Doing drugs, getting drunk—surely that’s not possible without the technology that gives us the ability to drive to the liquor store and pay for a six-pack, or at the very least, without opposable thumbs for opening bottles?

  Sadly, this is completely untrue. As fermentation is a natural process, alcohol does occur in nature, and it’s hardly just the highly evolved that have a taste for the stuff. Animals including cows, goats, pigs, and monkeys are happy to chow down on fermented fruit. In yet another example of how wrong our romantic notions of nature are, one of the best documented animal drunkards is one of the few insects that humans have a positive feeling about: the honeybee.

  BOOZING BEES

  The drinking problems of bees have landed them in the news for as long as there’s been news, as seen in this 1898 New York Times report about bees hanging out around sugarcane factories:At first the bees carry on their labors diligently. Then, little by little, they learn that juices from the sugar cane contain alcohol....

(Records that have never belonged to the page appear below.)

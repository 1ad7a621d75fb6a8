//! # Paygate Client SDK
//!
//! A typed Rust client for the Paygate API.

use paygate_types::{
    AccountId, AccountResponse, AuthorizeRequest, Card, CreateAccountRequest, Currency,
    DepositRequest, Payment, PaymentActionRequest, PaymentId, PaymentResponse,
    UpdateAccountRequest,
};
use reqwest::{Client, RequestBuilder, StatusCode};
use serde::de::DeserializeOwned;

/// Header naming the payee account on payment calls.
const MERCHANT_HEADER: &str = "X-Merchant-Id";

/// Error type for client operations.
#[derive(Debug, thiserror::Error)]
pub enum ClientError {
    #[error("HTTP error: {0}")]
    Http(#[from] reqwest::Error),

    #[error("API error: {status} - {message}")]
    Api { status: u16, message: String },

    #[error("JSON error: {0}")]
    Json(#[from] serde_json::Error),

    #[error("No merchant account configured for payment calls")]
    MissingMerchant,
}

/// Paygate API client.
pub struct PaygateClient {
    base_url: String,
    merchant: Option<AccountId>,
    http: Client,
}

impl PaygateClient {
    /// Creates a new client.
    pub fn new(base_url: impl Into<String>) -> Self {
        Self {
            base_url: base_url.into().trim_end_matches('/').to_string(),
            merchant: None,
            http: Client::new(),
        }
    }

    /// Sets the payee account used for payment calls.
    pub fn with_merchant(mut self, merchant: AccountId) -> Self {
        self.merchant = Some(merchant);
        self
    }

    /// Checks if the API is healthy.
    pub async fn health(&self) -> Result<bool, ClientError> {
        let resp = self.http.get(self.url("/health")).send().await?;
        Ok(resp.status().is_success())
    }

    // ─────────────────────────────────────────────────────────────────────────
    // Accounts
    // ─────────────────────────────────────────────────────────────────────────

    /// Creates a new account; the server issues its card.
    pub async fn create_account(
        &self,
        first_name: &str,
        last_name: &str,
        currency: Currency,
    ) -> Result<AccountResponse, ClientError> {
        let req = CreateAccountRequest {
            first_name: first_name.to_string(),
            last_name: last_name.to_string(),
            currency,
        };
        self.send(self.http.post(self.url("/api/accounts")).json(&req))
            .await
    }

    /// Gets an account by ID.
    pub async fn get_account(&self, id: AccountId) -> Result<AccountResponse, ClientError> {
        self.send(self.http.get(self.url(&format!("/api/accounts/{}", id))))
            .await
    }

    /// Lists all accounts.
    pub async fn list_accounts(&self) -> Result<Vec<AccountResponse>, ClientError> {
        self.send(self.http.get(self.url("/api/accounts"))).await
    }

    /// Renames an account holder. Empty names are left unchanged.
    pub async fn update_account(
        &self,
        id: AccountId,
        req: &UpdateAccountRequest,
    ) -> Result<AccountResponse, ClientError> {
        self.send(
            self.http
                .put(self.url(&format!("/api/accounts/{}", id)))
                .json(req),
        )
        .await
    }

    /// Deletes an account without funds.
    pub async fn delete_account(&self, id: AccountId) -> Result<(), ClientError> {
        let resp = self
            .http
            .delete(self.url(&format!("/api/accounts/{}", id)))
            .send()
            .await?;
        if resp.status().is_success() {
            Ok(())
        } else {
            Err(api_error(resp).await)
        }
    }

    /// Deposits money into an account.
    pub async fn deposit(
        &self,
        account_id: AccountId,
        amount: i64,
    ) -> Result<AccountResponse, ClientError> {
        let req = DepositRequest { account_id, amount };
        self.send(self.http.post(self.url("/api/accounts/deposit")).json(&req))
            .await
    }

    /// Payments on an account's statement, oldest first.
    pub async fn statement(&self, account_id: AccountId) -> Result<Vec<Payment>, ClientError> {
        self.send(
            self.http
                .get(self.url(&format!("/api/accounts/{}/statement", account_id))),
        )
        .await
    }

    // ─────────────────────────────────────────────────────────────────────────
    // Payments
    // ─────────────────────────────────────────────────────────────────────────

    /// Authorizes a payment from `payer_id` to the configured merchant.
    pub async fn authorize(
        &self,
        payer_id: AccountId,
        order_id: &str,
        amount: i64,
        currency: Currency,
        card: Card,
    ) -> Result<PaymentResponse, ClientError> {
        let req = AuthorizeRequest {
            payer_id,
            order_id: order_id.to_string(),
            amount,
            currency,
            card,
        };
        self.lifecycle("/api/payments/auth".to_string(), &req).await
    }

    /// Captures part or all of an authorization.
    pub async fn capture(
        &self,
        payment_id: PaymentId,
        order_id: &str,
        amount: i64,
    ) -> Result<PaymentResponse, ClientError> {
        self.follow_up("capture", payment_id, order_id, amount)
            .await
    }

    /// Refunds part or all of a capture.
    pub async fn refund(
        &self,
        payment_id: PaymentId,
        order_id: &str,
        amount: i64,
    ) -> Result<PaymentResponse, ClientError> {
        self.follow_up("refund", payment_id, order_id, amount)
            .await
    }

    /// Cancels part or all of an uncaptured authorization.
    pub async fn cancel(
        &self,
        payment_id: PaymentId,
        order_id: &str,
        amount: i64,
    ) -> Result<PaymentResponse, ClientError> {
        self.follow_up("cancel", payment_id, order_id, amount)
            .await
    }

    /// Gets a payment by ID.
    pub async fn get_payment(&self, id: PaymentId) -> Result<Payment, ClientError> {
        self.send(self.http.get(self.url(&format!("/api/payments/{}", id))))
            .await
    }

    async fn follow_up(
        &self,
        action: &str,
        payment_id: PaymentId,
        order_id: &str,
        amount: i64,
    ) -> Result<PaymentResponse, ClientError> {
        let req = PaymentActionRequest {
            order_id: order_id.to_string(),
            amount,
        };
        self.lifecycle(format!("/api/payments/{}/{}", action, payment_id), &req)
            .await
    }

    /// Payment calls answer 402 with a regular body when declined.
    async fn lifecycle<B: serde::Serialize>(
        &self,
        path: String,
        body: &B,
    ) -> Result<PaymentResponse, ClientError> {
        let merchant = self.merchant.ok_or(ClientError::MissingMerchant)?;
        let resp = self
            .http
            .post(self.url(&path))
            .header(MERCHANT_HEADER, merchant.to_string())
            .json(body)
            .send()
            .await?;

        if is_payment_answer(resp.status()) {
            let body = resp.text().await?;
            Ok(serde_json::from_str(&body)?)
        } else {
            Err(api_error(resp).await)
        }
    }

    fn url(&self, path: &str) -> String {
        format!("{}{}", self.base_url, path)
    }

    async fn send<T: DeserializeOwned>(&self, req: RequestBuilder) -> Result<T, ClientError> {
        let resp = req.send().await?;
        if resp.status().is_success() {
            let body = resp.text().await?;
            Ok(serde_json::from_str(&body)?)
        } else {
            Err(api_error(resp).await)
        }
    }
}

fn is_payment_answer(status: StatusCode) -> bool {
    status == StatusCode::OK || status == StatusCode::PAYMENT_REQUIRED
}

async fn api_error(resp: reqwest::Response) -> ClientError {
    let status = resp.status();
    let body = resp.text().await.unwrap_or_default();
    let message = serde_json::from_str::<serde_json::Value>(&body)
        .ok()
        .and_then(|v| v.get("error").and_then(|e| e.as_str()).map(String::from))
        .unwrap_or(body);
    ClientError::Api {
        status: status.as_u16(),
        message,
    }
}

#[cfg(test)]
mod tests {
    use super::*;

    #[test]
    fn test_client_creation() {
        let client = PaygateClient::new("http://localhost:3000");
        assert_eq!(client.base_url, "http://localhost:3000");
        assert!(client.merchant.is_none());
    }

    #[test]
    fn test_client_with_trailing_slash() {
        let client = PaygateClient::new("http://localhost:3000/");
        assert_eq!(client.url("/health"), "http://localhost:3000/health");
    }

    #[test]
    fn test_client_with_merchant() {
        let merchant = AccountId::new();
        let client = PaygateClient::new("http://localhost:3000").with_merchant(merchant);
        assert_eq!(client.merchant, Some(merchant));
    }

    #[test]
    fn test_declines_are_payment_answers() {
        assert!(is_payment_answer(StatusCode::OK));
        assert!(is_payment_answer(StatusCode::PAYMENT_REQUIRED));
        assert!(!is_payment_answer(StatusCode::NOT_FOUND));
        assert!(!is_payment_answer(StatusCode::SERVICE_UNAVAILABLE));
    }

    #[tokio::test]
    async fn test_payment_call_without_merchant() {
        let client = PaygateClient::new("http://localhost:3000");

        let result = client.capture(PaymentId::new(), "order-1", 10).await;

        assert!(matches!(result, Err(ClientError::MissingMerchant)));
    }
}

  Forsaking even the semblance of work, the bees imbibe the intoxicating fluid, and thenceforth the social and mental decline is marked. The sad fact is that the bees get drunk. They fly about in a dazed and listless condition, ambitionless so far as honey making is concerned. Once they have drunk from the fountain of Bacchus, they are moral and physical degenerates.

  Some scientists take advantage of this taste for booze in the lab, using bees in alcoholism research. They’re the perfect subject, says one researcher:Most animals have to be tricked into drinking alcohol, says Charles Abramson of Ohio State University. But a honeybee will happily drink the equivalent of a human downing 10 litres of wine at one sitting.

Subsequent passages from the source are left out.